Man Ray (1890-1976) and L. Fritz Gruber (1908-2005) nurtured a professional and personal friendship for more than 20 years, enjoying that particular closeness that can sometimes arise between artist and connoisseur. Gruber was closely involved in projects such as Man Ray’s solo exhibition at Photokina and the book Man Ray Portraits, one of many now-collectable photography books Gruber edited.

With an unsurpassed scholarly knowledge of Man Ray’s work, over the course of several decades Gruber and his wife Renate put together the collection that is the basis of this book. (The collection itself now resides in Cologne’s Ludwig Museum.)

In addition to Man Ray’s photographs, sculptural work and objects, the book includes extensive correspondence between Man Ray and Gruber and several essays on their association.

Against this broadly drawn backdrop, amoving personal picture emerges of the Grubers’diligent commitment to the work of this American artist.
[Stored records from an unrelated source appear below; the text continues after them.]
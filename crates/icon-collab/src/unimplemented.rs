//! Placeholder collaborators for the out-of-scope seams this crate only
//! defines signatures for: OCR label location and
//! rule-driven icon-group/slot geometry. These exist so the pipeline
//! crate has something to construct a default `RunResources` from
//! without attempting to reimplement OCR or contour detection — a host
//! process wires its own [`LabelLocator`]/[`IconGroupLocator`]/
//! [`IconSlotLocator`] implementation (or the [`crate::geometry`] DSL
//! driven by a real rule table) in place of these.

use icon_model::{ClassificationSet, IconGroupMap, LabelMap, Screenshot, SlotMap};

use crate::errors::{ClassificationError, IconGroupLocatorError, IconSlotError, LocatorError};
use crate::traits::{IconGroupLocator, IconSlotLocator, LabelLocator, LayoutClassifier};

/// A [`LabelLocator`] that always reports failure. Useful as an explicit
/// placeholder until a real OCR-backed locator is wired in.
#[derive(Debug, Default)]
pub struct UnimplementedLabelLocator;

impl LabelLocator for UnimplementedLabelLocator {
    fn locate(&self, _screenshot: &Screenshot) -> Result<LabelMap, LocatorError> {
        Err(LocatorError::Failed("no label locator configured; supply a real implementation".to_string()))
    }
}

/// A [`LayoutClassifier`] that always reports failure. Useful as an
/// explicit placeholder until a real build-type classifier is wired in.
#[derive(Debug, Default)]
pub struct UnimplementedLayoutClassifier;

impl LayoutClassifier for UnimplementedLayoutClassifier {
    fn classify(&self, _labels: &LabelMap) -> Result<ClassificationSet, ClassificationError> {
        Err(ClassificationError::Failed("no layout classifier configured; supply a real implementation".to_string()))
    }
}

/// An [`IconGroupLocator`] that always reports failure, for hosts that
/// have not yet wired the [`crate::geometry`] rule table.
#[derive(Debug, Default)]
pub struct UnimplementedIconGroupLocator;

impl IconGroupLocator for UnimplementedIconGroupLocator {
    fn locate_groups(&self, _labels: &LabelMap, _classification: &ClassificationSet) -> Result<IconGroupMap, IconGroupLocatorError> {
        Err(IconGroupLocatorError::ExpressionEvaluation("no icon group locator configured; supply a real implementation".to_string()))
    }
}

/// An [`IconSlotLocator`] that always reports failure, for hosts that
/// have not yet wired a contour-based slot subdivider.
#[derive(Debug, Default)]
pub struct UnimplementedIconSlotLocator;

impl IconSlotLocator for UnimplementedIconSlotLocator {
    fn locate_slots(&self, _screenshot: &Screenshot, _groups: &IconGroupMap) -> Result<SlotMap, IconSlotError> {
        Err(IconSlotError::Failed { group: "*".to_string(), reason: "no icon slot locator configured; supply a real implementation".to_string() })
    }
}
This volume provides many new insights on Man Ray, particularly within the final creative phase of his life."

Tuesday, July 28, 2009


Irgendwo. Photographs by Michael Schmidt. Interview with Dietmar Elger. Snoeck, Ghent, 2006. 140 pp., 67 full-page duotone illustrations, 11½x9¾".

"Irgendwo - 'Somewhere' - a beautifully produced new book, looks at present-day Germany in the intriguing shades of grey that are the artist's trademark.

'I consider my brand of black and white photography to be color photography,' says Schmidt in the excellent interview (in English and German) in the book. 'Actually, I consider grey to be a color...the color of differentiation, as weird as that many sound.'

The book also explores the notion of a 'series' of photographs, and poses important questions about how images can stand alone, and how they change their meaning in the context of the order in which they are displayed or published."

Monday, July 27, 2009

Helen Musselwhite for Creative Review

Paper Collage by Helen Musselwhite for Creative Review. Top: sketch, bottom: finished work. Images from Creative Review and Helen Musselwhite.

"For this month's issue of CR, illustrator Helen Musselwhite created a charming wildlife scene using nothing but a selection of the latest coloured, metallic and translucent papers."

About her wonderful work in paper Helen Musselwhite says:

"By the use of bold colour, strong graphic line and familiar images I create highly individual and visually appealing pieces of art that make an instant impact. My work has a distinctive hand crafted quality that pays respect to all forms of mid century design, folk and ethnic art, as well as current and future trends.

Each piece combines the hand cutting, folding and scoring of a wide range of papers and card that are further worked on to create patterned and textured surfaces. They are then used to build scenes in box frames which are often complex and consist of many layers. This process means that each item of work is truly individual with no two pieces the same. Influenced by the natural world each piece is manipulated to become an intriguing place, a glimpse into another world of fiction and fairytale."

Sunday, July 26, 2009

Public Space Typography

Public Space Typography flickr set. Click on the link to go to the flickr page and see the individual images with explanations.

"Typography traces its origins to the first punches and dies used to make seals and currency in ancient times.

The first known movable type printing artifact is probably the Phaistos Disc, though its real purpose remains disputed. The item dates between 1850 BC and 1600 BC, back to Minoan age and is now on display at the archaeological museum of Heraklion in Crete.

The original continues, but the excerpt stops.